A Royalist army returned to Newbury in November and rescued the artillery from the Castle. Manchester putting up no opposition whatsoever.

What's There Now?
Newbury Museum has a number of artefacts/displays interpreting the battles. 






Scott's "The Battles of Newbury" has an extensive walking tour guide to both battlefields.



The events of the first battle are commemorated at the Falkland Memorial, erected in 1878, commemorating Viscount Falkland and the Royalist dead. There is an interpretation board close to the monument. The town of Newbury has expanded onto some of the battlefield, the remaining countryside has lost it's seventeenth century field pattern losing it's maze of lanes and hedgerows, becoming more open. However one can still get a feel for the topography of the battlefield.
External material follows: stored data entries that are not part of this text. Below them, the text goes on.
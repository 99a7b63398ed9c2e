//! CSV file reading into header-keyed raw rows.

use std::fs::File;
use std::io::Read;
use std::path::Path;

use chartkit_model::{RawRow, RawTable};
use csv::ReaderBuilder;
use tracing::{debug, info, warn};

use crate::error::{IngestError, Result};

use super::header::{check_header, normalize_header};

/// Maximum file size for CSV loading (500 MB default).
pub const MAX_CSV_FILE_SIZE: u64 = 500 * 1024 * 1024;

/// Label used in errors for text that did not come from a file.
pub(crate) const INLINE_SOURCE: &str = "<inline>";

/// Options for loading a CSV source.
#[derive(Debug, Clone, Copy, PartialEq, Eq)]
pub struct IngestOptions {
    /// Files larger than this are rejected before reading.
    pub max_file_size: u64,
}

impl Default for IngestOptions {
    fn default() -> Self {
        Self {
            max_file_size: MAX_CSV_FILE_SIZE,
        }
    }
}

impl IngestOptions {
    #[must_use]
    pub fn with_max_file_size(mut self, max_file_size: u64) -> Self {
        self.max_file_size = max_file_size;
        self
    }
}

fn open_error(path: &Path, error: std::io::Error) -> IngestError {
    if error.kind() == std::io::ErrorKind::NotFound {
        IngestError::FileNotFound {
            path: path.to_path_buf(),
        }
    } else {
        IngestError::FileRead {
            path: path.to_path_buf(),
            source: error,
        }
    }
}

/// Check file size against a limit and return the size in bytes.
pub(crate) fn check_file_size_with_limit(path: &Path, max_size: u64) -> Result<u64> {
    let metadata = std::fs::metadata(path).map_err(|e| open_error(path, e))?;

    if metadata.len() > max_size {
        return Err(IngestError::FileTooLarge {
            path: path.to_path_buf(),
            size: metadata.len(),
            max_size,
        });
    }

    Ok(metadata.len())
}

/// Detect encoding and validate it's supported (UTF-8 only).
///
/// Checks for UTF-16 BOM markers which are not supported.
pub(crate) fn validate_encoding(path: &Path) -> Result<()> {
    let mut file = File::open(path).map_err(|e| open_error(path, e))?;

    let mut buffer = [0u8; 2];
    let bytes_read = file.read(&mut buffer).map_err(|e| IngestError::FileRead {
        path: path.to_path_buf(),
        source: e,
    })?;

    if bytes_read == 2 {
        if buffer == [0xFF, 0xFE] {
            return Err(IngestError::UnsupportedEncoding {
                path: path.to_path_buf(),
                encoding: "UTF-16 LE",
            });
        }
        if buffer == [0xFE, 0xFF] {
            return Err(IngestError::UnsupportedEncoding {
                path: path.to_path_buf(),
                encoding: "UTF-16 BE",
            });
        }
    }

    // UTF-8 BOM is acceptable (stripped in parse_csv)
    Ok(())
}

/// Reads a CSV file into raw rows keyed by the first line's column names.
///
/// Blank lines are skipped. Rows shorter than the header are padded with
/// empty strings and extra trailing fields are dropped; both are reported as
/// one aggregated warning. Cell values are kept verbatim (untrimmed).
pub fn read_csv_rows(path: &Path, options: &IngestOptions) -> Result<RawTable> {
    let size = check_file_size_with_limit(path, options.max_file_size)?;
    validate_encoding(path)?;

    info!(path = %path.display(), "loading csv");
    let mut bytes = Vec::with_capacity(usize::try_from(size).unwrap_or_default());
    File::open(path)
        .and_then(|mut file| file.read_to_end(&mut bytes))
        .map_err(|e| open_error(path, e))?;
    info!(path = %path.display(), bytes = bytes.len(), "csv file loaded");

    let text = String::from_utf8(bytes).map_err(|e| IngestError::InvalidUtf8 {
        path: path.to_path_buf(),
        offset: e.utf8_error().valid_up_to(),
    })?;
    parse_csv(&text, path)
}

/// Parses CSV text that is already in memory.
pub fn parse_csv_str(text: &str) -> Result<RawTable> {
    parse_csv(text, Path::new(INLINE_SOURCE))
}

fn parse_csv(text: &str, path: &Path) -> Result<RawTable> {
    let text = text.strip_prefix('\u{feff}').unwrap_or(text);
    let mut reader = ReaderBuilder::new()
        .has_headers(false)
        .flexible(true)
        .from_reader(text.as_bytes());

    let parse_error = |error: csv::Error| IngestError::CsvParse {
        path: path.to_path_buf(),
        message: error.to_string(),
    };

    let mut records = reader.records();
    let header = loop {
        match records.next() {
            Some(record) => {
                let record = record.map_err(parse_error)?;
                if !is_blank_line(&record) {
                    break record;
                }
            }
            None => {
                return Err(IngestError::NoHeaderDetected {
                    path: path.to_path_buf(),
                });
            }
        }
    };
    let columns: Vec<String> = header.iter().map(normalize_header).collect();
    check_header(&columns, path)?;

    let mut table = RawTable::new(columns);
    let mut ragged = 0usize;
    let mut blank_lines = 0usize;
    for record in records {
        let record = record.map_err(parse_error)?;
        if is_blank_line(&record) {
            blank_lines += 1;
            continue;
        }
        if record.len() != table.columns.len() {
            ragged += 1;
        }
        let mut row = RawRow::with_capacity(table.columns.len());
        for (idx, column) in table.columns.iter().enumerate() {
            row.push(column.as_str(), record.get(idx).unwrap_or(""));
        }
        table.push_row(row);
    }

    info!(
        path = %path.display(),
        columns = table.columns.len(),
        raw_rows = table.len(),
        "csv parsing complete"
    );
    if ragged > 0 {
        warn!(
            path = %path.display(),
            ragged_rows = ragged,
            expected_fields = table.columns.len(),
            "csv rows with unexpected field count were padded or truncated"
        );
    }
    if let Some(first) = table.rows.first() {
        debug!(
            path = %path.display(),
            first_row = ?first.iter().collect::<Vec<_>>(),
            "first data row"
        );
    }
    if blank_lines > 0 {
        debug!(path = %path.display(), blank_lines, "skipped blank lines");
    }

    Ok(table)
}

/// A line with no content at all, which the tokenizer reports as one empty field.
fn is_blank_line(record: &csv::StringRecord) -> bool {
    record.is_empty() || (record.len() == 1 && record.get(0).is_some_and(str::is_empty))
}

#[cfg(test)]
mod tests {
    use super::*;
    use std::io::Write;
    use tempfile::NamedTempFile;

    fn create_temp_csv(content: &[u8]) -> NamedTempFile {
        let mut file = NamedTempFile::new().unwrap();
        file.write_all(content).unwrap();
        file
    }

    #[test]
    fn test_read_rows_keyed_by_header() {
        let file = create_temp_csv(b"Brand,Price,Year\nToyota,\"20,000\",2019\nFord,15000,2018\n");
        let table = read_csv_rows(file.path(), &IngestOptions::default()).unwrap();

        assert_eq!(table.columns, vec!["Brand", "Price", "Year"]);
        assert_eq!(table.len(), 2);
        assert_eq!(table.rows[0].get("Price"), Some("20,000"));
        assert_eq!(table.rows[1].get("Brand"), Some("Ford"));
        assert!(table.validate().is_ok());
    }

    #[test]
    fn test_values_are_not_trimmed() {
        let table = parse_csv_str("Brand,Price\n  Kia ,  9000 \n").unwrap();
        assert_eq!(table.rows[0].get("Brand"), Some("  Kia "));
        assert_eq!(table.rows[0].get("Price"), Some("  9000 "));
    }

    #[test]
    fn test_ragged_rows_are_padded_and_truncated() {
        let table = parse_csv_str("A,B,C\n1\n1,2,3,4\n").unwrap();
        assert_eq!(table.len(), 2);
        assert_eq!(table.rows[0].get("B"), Some(""));
        assert_eq!(table.rows[0].get("C"), Some(""));
        assert_eq!(table.rows[1].len(), 3);
        assert_eq!(table.rows[1].get("C"), Some("3"));
        assert!(table.validate().is_ok());
    }

    #[test]
    fn test_blank_lines_are_skipped() {
        let table = parse_csv_str("\nA,B\n\n1,2\n\n").unwrap();
        assert_eq!(table.columns, vec!["A", "B"]);
        assert_eq!(table.len(), 1);
    }

    #[test]
    fn test_header_only_yields_empty_table() {
        let table = parse_csv_str("A,B\n").unwrap();
        assert_eq!(table.columns, vec!["A", "B"]);
        assert!(table.is_empty());
    }

    #[test]
    fn test_empty_input_has_no_header() {
        assert!(matches!(
            parse_csv_str(""),
            Err(IngestError::NoHeaderDetected { .. })
        ));
    }

    #[test]
    fn test_utf8_bom_is_stripped() {
        let file = create_temp_csv("\u{feff}A,B\n1,2\n".as_bytes());
        let table = read_csv_rows(file.path(), &IngestOptions::default()).unwrap();
        assert_eq!(table.columns, vec!["A", "B"]);
    }

    #[test]
    fn test_utf16_is_rejected() {
        let file = create_temp_csv(&[0xFF, 0xFE, b'A', 0x00]);
        assert!(matches!(
            read_csv_rows(file.path(), &IngestOptions::default()),
            Err(IngestError::UnsupportedEncoding {
                encoding: "UTF-16 LE",
                ..
            })
        ));
    }

    #[test]
    fn test_size_limit() {
        let file = create_temp_csv(b"A,B\n1,2\n");
        let options = IngestOptions::default().with_max_file_size(4);
        assert!(matches!(
            read_csv_rows(file.path(), &options),
            Err(IngestError::FileTooLarge { max_size: 4, .. })
        ));
    }

    #[test]
    fn test_missing_file() {
        let result = read_csv_rows(
            Path::new("/definitely/not/here.csv"),
            &IngestOptions::default(),
        );
        assert!(matches!(result, Err(IngestError::FileNotFound { .. })));
    }
}
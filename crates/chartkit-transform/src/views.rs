//! The view table: one declarative entry per chart series.
//!
//! [`VIEW_SPECS`] is the single place that says how each [`ViewKind`] groups,
//! reduces and ranks. A [`ViewTable`] binds those entries to the column names
//! of a [`DatasetSchema`]; adding a view means adding a spec entry.

use chartkit_model::{DatasetSchema, SeriesPoint, TypedRecord, ViewKind};

use crate::aggregate::{
    KeyRule, PlaceholderPolicy, UnknownPolicy, aggregate_average, aggregate_count,
};
use crate::rank::{Metric, RankPolicy, SortOrder, rank};

/// Which schema column supplies the group key.
#[derive(Debug, Clone, Copy, PartialEq, Eq)]
pub enum KeyColumn {
    Category,
    Time,
    /// Secondary category, with the schema's fallback column.
    Secondary,
}

/// Dataset-independent description of a view.
#[derive(Debug, Clone, Copy, PartialEq)]
pub struct ViewSpec {
    pub kind: ViewKind,
    pub key: KeyColumn,
    pub unknown: UnknownPolicy,
    pub placeholder: PlaceholderPolicy,
    pub rank: RankPolicy,
}

pub const VIEW_SPECS: [ViewSpec; 4] = [
    ViewSpec {
        kind: ViewKind::ByCategoryAverage,
        key: KeyColumn::Category,
        unknown: UnknownPolicy::Keep,
        placeholder: PlaceholderPolicy::AsUnknown,
        rank: RankPolicy {
            metric: Metric::Average,
            order: SortOrder::DescValue,
            limit: Some(10),
            min_value: 0.0,
        },
    },
    ViewSpec {
        kind: ViewKind::ByTimeAverage,
        key: KeyColumn::Time,
        unknown: UnknownPolicy::Exclude,
        placeholder: PlaceholderPolicy::AsUnknown,
        rank: RankPolicy {
            metric: Metric::Average,
            order: SortOrder::AscKey,
            limit: None,
            min_value: 0.0,
        },
    },
    ViewSpec {
        kind: ViewKind::BySecondaryCategoryDistribution,
        key: KeyColumn::Secondary,
        unknown: UnknownPolicy::Keep,
        placeholder: PlaceholderPolicy::Exclude,
        rank: RankPolicy {
            metric: Metric::Count,
            order: SortOrder::DescValue,
            limit: Some(8),
            min_value: 0.0,
        },
    },
    ViewSpec {
        kind: ViewKind::ByCategoryFrequency,
        key: KeyColumn::Category,
        unknown: UnknownPolicy::Exclude,
        placeholder: PlaceholderPolicy::AsUnknown,
        rank: RankPolicy {
            metric: Metric::Count,
            order: SortOrder::DescValue,
            limit: Some(15),
            min_value: 0.0,
        },
    },
];

/// Reduction applied to each group.
#[derive(Debug, Clone, PartialEq, Eq)]
pub enum Reduction {
    /// Mean of the named measure column.
    Average { value_field: String },
    Count,
}

/// A view spec bound to concrete column names.
#[derive(Debug, Clone, PartialEq)]
pub struct ViewPolicy {
    pub kind: ViewKind,
    pub key: KeyRule,
    pub reduction: Reduction,
    pub rank: RankPolicy,
}

impl ViewPolicy {
    pub fn bind(spec: &ViewSpec, schema: &DatasetSchema) -> Self {
        let key = match spec.key {
            KeyColumn::Category => KeyRule::new(&schema.category_field),
            KeyColumn::Time => KeyRule::new(&schema.time_field),
            KeyColumn::Secondary => KeyRule::new(&schema.secondary_field)
                .with_fallback(schema.secondary_fallback_field.clone()),
        }
        .with_placeholders(schema.placeholders.clone())
        .with_unknown(spec.unknown)
        .with_placeholder_policy(spec.placeholder);

        let reduction = match spec.rank.metric {
            Metric::Average => Reduction::Average {
                value_field: schema.value_field.clone(),
            },
            Metric::Count => Reduction::Count,
        };

        Self {
            kind: spec.kind,
            key,
            reduction,
            rank: spec.rank,
        }
    }

    /// Aggregates and ranks `records` into this view's series.
    pub fn compute(&self, records: &[TypedRecord]) -> Vec<SeriesPoint> {
        let buckets = match &self.reduction {
            Reduction::Average { value_field } => {
                aggregate_average(records, &self.key, value_field)
            }
            Reduction::Count => aggregate_count(records, &self.key),
        };
        rank(&buckets, &self.rank)
    }

    /// Human-readable title, e.g. `Average Price by Brand (top 10)`.
    pub fn title(&self) -> String {
        let base = match &self.reduction {
            Reduction::Average { value_field } => {
                format!("Average {value_field} by {}", self.key.field)
            }
            Reduction::Count => format!("Count by {}", self.key.field),
        };
        match self.rank.limit {
            Some(limit) => format!("{base} (top {limit})"),
            None => base,
        }
    }
}

/// All configured views for one dataset schema.
#[derive(Debug, Clone, PartialEq)]
pub struct ViewTable {
    views: Vec<ViewPolicy>,
}

impl ViewTable {
    /// Binds every entry of [`VIEW_SPECS`] to `schema`.
    pub fn from_schema(schema: &DatasetSchema) -> Self {
        Self::from_specs(&VIEW_SPECS, schema)
    }

    /// Binds an arbitrary set of specs. Later duplicates of a kind are ignored
    /// by [`ViewTable::policy`].
    pub fn from_specs<'a, I>(specs: I, schema: &DatasetSchema) -> Self
    where
        I: IntoIterator<Item = &'a ViewSpec>,
    {
        Self {
            views: specs
                .into_iter()
                .map(|spec| ViewPolicy::bind(spec, schema))
                .collect(),
        }
    }

    pub fn policy(&self, kind: ViewKind) -> Option<&ViewPolicy> {
        self.views.iter().find(|view| view.kind == kind)
    }

    pub fn iter(&self) -> impl Iterator<Item = &ViewPolicy> {
        self.views.iter()
    }
}

impl Default for ViewTable {
    fn default() -> Self {
        Self::from_schema(&DatasetSchema::default())
    }
}
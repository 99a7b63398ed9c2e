//! Record coercion and aggregation for chartkit.
//!
//! The pipeline runs in one direction:
//!
//! 1. [`prepare_records`]: validate a [`RawTable`](chartkit_model::RawTable),
//!    drop blank rows ([`filter`]) and coerce cells ([`coerce`])
//! 2. [`select_series`]: look up the [`ViewPolicy`] for a
//!    [`ViewKind`](chartkit_model::ViewKind) in a [`ViewTable`], group and
//!    reduce ([`aggregate`]), then sort and truncate ([`rank`])
//!
//! Nothing here performs I/O or keeps state between calls.

pub mod aggregate;
pub mod coerce;
pub mod error;
pub mod filter;
pub mod normalization;
pub mod prepare;
pub mod rank;
pub mod select;
pub mod stats;
pub mod views;

pub use aggregate::{
    Bucket, Buckets, KeyRule, PlaceholderPolicy, UnknownPolicy, aggregate_average, aggregate_count,
};
pub use coerce::{coerce_row, coerce_value};
pub use error::{Result, TransformError};
pub use filter::{is_blank_row, retain_non_blank};
pub use normalization::{measure_value, parse_measure};
pub use prepare::{Prepared, PreparedStats, prepare_records, prepare_with_stats};
pub use rank::{Metric, RankPolicy, SortOrder, rank};
pub use select::{select_all, select_series};
pub use stats::{column_stats, describe};
pub use views::{KeyColumn, Reduction, VIEW_SPECS, ViewPolicy, ViewSpec, ViewTable};
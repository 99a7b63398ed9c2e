//! Shared data model for chartkit.
//!
//! - [`RawRow`] / [`RawTable`]: untyped rows as produced by the CSV loader
//! - [`TypedRecord`] / [`FieldValue`]: rows after numeric coercion
//! - [`SeriesPoint`]: the unit handed to a chart renderer
//! - [`ViewKind`] and [`DatasetSchema`]: which series to build and from which columns

pub mod error;
pub mod record;
pub mod schema;
pub mod series;
pub mod view;

pub use error::{ModelError, Result};
pub use record::{FieldValue, RawRow, RawTable, TypedRecord};
pub use schema::{DatasetSchema, UNKNOWN_KEY};
pub use series::{ColumnStats, SeriesPoint};
pub use view::ViewKind;
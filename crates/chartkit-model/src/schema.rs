//! Dataset-specific field names.

use serde::{Deserialize, Serialize};

use crate::error::{ModelError, Result};

/// Sentinel group name for records whose category is missing or a placeholder.
pub const UNKNOWN_KEY: &str = "Unknown";

/// Names the columns the views read, plus the tokens that mean "no value".
///
/// Defaults describe the Australian Vehicle Prices dataset. Every field can be
/// overridden from a TOML file; missing keys keep their defaults.
#[derive(Debug, Clone, PartialEq, Eq, Serialize, Deserialize)]
#[serde(default, deny_unknown_fields)]
pub struct DatasetSchema {
    /// Primary categorical column (e.g. brand).
    pub category_field: String,
    /// Temporal column used as a string key (e.g. year).
    pub time_field: String,
    /// Price-like column averaged by the average views.
    pub value_field: String,
    /// Secondary categorical column (e.g. body type).
    pub secondary_field: String,
    /// Column consulted when the secondary column is absent or blank.
    pub secondary_fallback_field: Option<String>,
    /// Values treated as missing when they appear in a categorical column.
    pub placeholders: Vec<String>,
}

impl Default for DatasetSchema {
    fn default() -> Self {
        Self {
            category_field: "Brand".to_string(),
            time_field: "Year".to_string(),
            value_field: "Price".to_string(),
            secondary_field: "BodyType".to_string(),
            secondary_fallback_field: Some("Car/Suv".to_string()),
            placeholders: vec!["-".to_string()],
        }
    }
}

impl DatasetSchema {
    /// Rejects schemas with blank field names.
    ///
    /// # Errors
    ///
    /// Returns [`ModelError::InvalidSchema`] naming the first blank field.
    pub fn validate(&self) -> Result<()> {
        let required = [
            ("category_field", self.category_field.as_str()),
            ("time_field", self.time_field.as_str()),
            ("value_field", self.value_field.as_str()),
            ("secondary_field", self.secondary_field.as_str()),
        ];
        for (key, value) in required {
            if value.trim().is_empty() {
                return Err(ModelError::InvalidSchema {
                    reason: format!("{key} must not be empty"),
                });
            }
        }
        if let Some(fallback) = &self.secondary_fallback_field
            && fallback.trim().is_empty()
        {
            return Err(ModelError::InvalidSchema {
                reason: "secondary_fallback_field must not be empty when set".to_string(),
            });
        }
        Ok(())
    }
}
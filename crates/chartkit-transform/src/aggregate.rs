//! Grouping and reduction of typed records.
//!
//! Two reductions exist: averaging a measure per group and counting records
//! per group. Both return [`Buckets`], which iterate in first-seen key order;
//! that order only matters as the tie-break for the ranker's stable sort.

use std::borrow::Cow;
use std::collections::HashMap;

use chartkit_model::{FieldValue, TypedRecord, UNKNOWN_KEY};

use crate::normalization::measure_value;

/// What to do with records whose group key resolves to [`UNKNOWN_KEY`].
#[derive(Debug, Clone, Copy, PartialEq, Eq)]
pub enum UnknownPolicy {
    /// Group them under `"Unknown"`.
    Keep,
    /// Leave them out of the reduction entirely.
    Exclude,
}

/// What to do with records whose group key is a placeholder token such as `"-"`.
#[derive(Debug, Clone, Copy, PartialEq, Eq)]
pub enum PlaceholderPolicy {
    /// Treat the placeholder as a missing value, i.e. [`UNKNOWN_KEY`].
    AsUnknown,
    /// Leave the record out, independently of [`UnknownPolicy`].
    Exclude,
}

/// How a record's group key is derived.
#[derive(Debug, Clone, PartialEq, Eq)]
pub struct KeyRule {
    /// Column holding the category.
    pub field: String,
    /// Column consulted when `field` is missing or blank.
    pub fallback: Option<String>,
    /// Values that mean "no category".
    pub placeholders: Vec<String>,
    /// Whether missing categories are grouped under `"Unknown"` or dropped.
    pub unknown: UnknownPolicy,
    /// Whether placeholder values count as unknown or drop the record.
    pub placeholder: PlaceholderPolicy,
}

enum Resolved<'a> {
    Present(Cow<'a, str>),
    Missing,
    Placeholder,
}

impl KeyRule {
    pub fn new(field: impl Into<String>) -> Self {
        Self {
            field: field.into(),
            fallback: None,
            placeholders: Vec::new(),
            unknown: UnknownPolicy::Keep,
            placeholder: PlaceholderPolicy::AsUnknown,
        }
    }

    #[must_use]
    pub fn with_fallback(mut self, fallback: Option<String>) -> Self {
        self.fallback = fallback;
        self
    }

    #[must_use]
    pub fn with_placeholders(mut self, placeholders: Vec<String>) -> Self {
        self.placeholders = placeholders;
        self
    }

    #[must_use]
    pub fn with_unknown(mut self, unknown: UnknownPolicy) -> Self {
        self.unknown = unknown;
        self
    }

    #[must_use]
    pub fn with_placeholder_policy(mut self, placeholder: PlaceholderPolicy) -> Self {
        self.placeholder = placeholder;
        self
    }

    /// Resolves the group key, substituting [`UNKNOWN_KEY`] for missing,
    /// blank and placeholder values.
    pub fn resolve<'a>(&self, record: &'a TypedRecord) -> Cow<'a, str> {
        match self.classify(record) {
            Resolved::Present(key) => key,
            Resolved::Missing | Resolved::Placeholder => Cow::Borrowed(UNKNOWN_KEY),
        }
    }

    /// Resolves the key, or `None` when the rule drops the record.
    pub fn resolve_included<'a>(&self, record: &'a TypedRecord) -> Option<Cow<'a, str>> {
        let unknown = match self.classify(record) {
            Resolved::Present(key) => return Some(key),
            Resolved::Placeholder if self.placeholder == PlaceholderPolicy::Exclude => {
                return None;
            }
            Resolved::Missing | Resolved::Placeholder => Cow::Borrowed(UNKNOWN_KEY),
        };
        (self.unknown == UnknownPolicy::Keep).then_some(unknown)
    }

    fn classify<'a>(&self, record: &'a TypedRecord) -> Resolved<'a> {
        let value = present(record.get(&self.field)).or_else(|| {
            self.fallback
                .as_deref()
                .and_then(|fallback| present(record.get(fallback)))
        });
        let Some(value) = value else {
            return Resolved::Missing;
        };
        let key = value.to_key();
        if self.is_placeholder(&key) {
            Resolved::Placeholder
        } else if key == UNKNOWN_KEY {
            Resolved::Missing
        } else {
            Resolved::Present(key)
        }
    }

    fn is_placeholder(&self, key: &str) -> bool {
        let trimmed = key.trim();
        self.placeholders
            .iter()
            .any(|placeholder| placeholder.trim() == trimmed)
    }
}

fn present(value: Option<&FieldValue>) -> Option<&FieldValue> {
    value.filter(|value| !value.is_blank())
}

/// Per-group accumulator. Count-only reductions leave `sum` at zero.
#[derive(Debug, Clone, Copy, Default, PartialEq)]
pub struct Bucket {
    pub sum: f64,
    pub count: u64,
}

impl Bucket {
    fn accumulate(&mut self, value: f64) {
        self.sum += value;
        self.count += 1;
    }

    fn tally(&mut self) {
        self.count += 1;
    }

    /// `round(sum / count)`, or `None` for an empty bucket or a sum that
    /// overflowed to infinity.
    pub fn rounded_mean(&self) -> Option<f64> {
        (self.count > 0)
            .then(|| (self.sum / self.count as f64).round())
            .filter(|mean| mean.is_finite())
    }
}

/// Group key -> bucket map that remembers first-seen key order.
#[derive(Debug, Clone, Default)]
pub struct Buckets {
    entries: Vec<(String, Bucket)>,
    index: HashMap<String, usize>,
}

impl Buckets {
    pub fn new() -> Self {
        Self::default()
    }

    /// Returns the bucket for `key`, creating an empty one on first sight.
    pub fn entry(&mut self, key: &str) -> &mut Bucket {
        let slot = match self.index.get(key) {
            Some(&slot) => slot,
            None => {
                let slot = self.entries.len();
                self.entries.push((key.to_string(), Bucket::default()));
                self.index.insert(key.to_string(), slot);
                slot
            }
        };
        &mut self.entries[slot].1
    }

    pub fn get(&self, key: &str) -> Option<&Bucket> {
        self.index.get(key).map(|&slot| &self.entries[slot].1)
    }

    pub fn len(&self) -> usize {
        self.entries.len()
    }

    pub fn is_empty(&self) -> bool {
        self.entries.is_empty()
    }

    /// Iterates buckets in first-seen key order.
    pub fn iter(&self) -> impl Iterator<Item = (&str, &Bucket)> {
        self.entries.iter().map(|(key, bucket)| (key.as_str(), bucket))
    }
}

/// Average mode: sums strictly positive measures per group.
///
/// Every included record creates its group's bucket, even when its measure is
/// unparseable or not positive; such records just don't add to `sum`/`count`.
pub fn aggregate_average(records: &[TypedRecord], key: &KeyRule, value_field: &str) -> Buckets {
    let mut buckets = Buckets::new();
    for record in records {
        let Some(group) = key.resolve_included(record) else {
            continue;
        };
        let bucket = buckets.entry(&group);
        if let Some(value) = record.get(value_field).and_then(measure_value)
            && value > 0.0
        {
            bucket.accumulate(value);
        }
    }
    buckets
}

/// Count mode: one tally per included record.
pub fn aggregate_count(records: &[TypedRecord], key: &KeyRule) -> Buckets {
    let mut buckets = Buckets::new();
    for record in records {
        if let Some(group) = key.resolve_included(record) {
            buckets.entry(&group).tally();
        }
    }
    buckets
}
The second battle took place in the area of Speen recreation ground, where there is an interpretation board. Most of the battlefield has been built upon, although the ruins of Donnington Castle survive, as do the defensive earthworks. Donnington Castle is managed by English Heritage.



Selected Bibliography
First Newbury 1643 K.Roberts, Osprey
Forlorn Hope Guide to the First Battle of Newbury Frampton & Garnham, Partizan Press
The Battles of Newbury: Crossroads of the English Civil War C.Scott, Pen & Sword

Postcodes for SatNavs
Newbury Museum RG15 5AS
parking  RG14 5QP (Library) or RG14 5AN (Corn Exchange)
1st Battle:
Falkland Memorial RG14 6QW
2nd Battle
Speen Recreation Ground RG14 1UD
Donnington Castle RG14 2LE - your satnav will try and send you through the grounds of Donnington Grove Hotel, don't listen to it, drive past and it will soon sort itself out

Comments

  1. Great post- You've got some really nice pictures. I wonder if the armour was that dark during the day or is a result of time and/or some sort of preservative the museum uses to keep it from rusting.

    ReplyDelete
    Replies
    1. Thanks for your kind words.

      If you look at SK/ECWS armour it seems to have a similar hue, not quite as dark (which I'll attribute to time factor), so I'm guessing it's an 'authentic' colour rather than as a result of preservation methods/materials.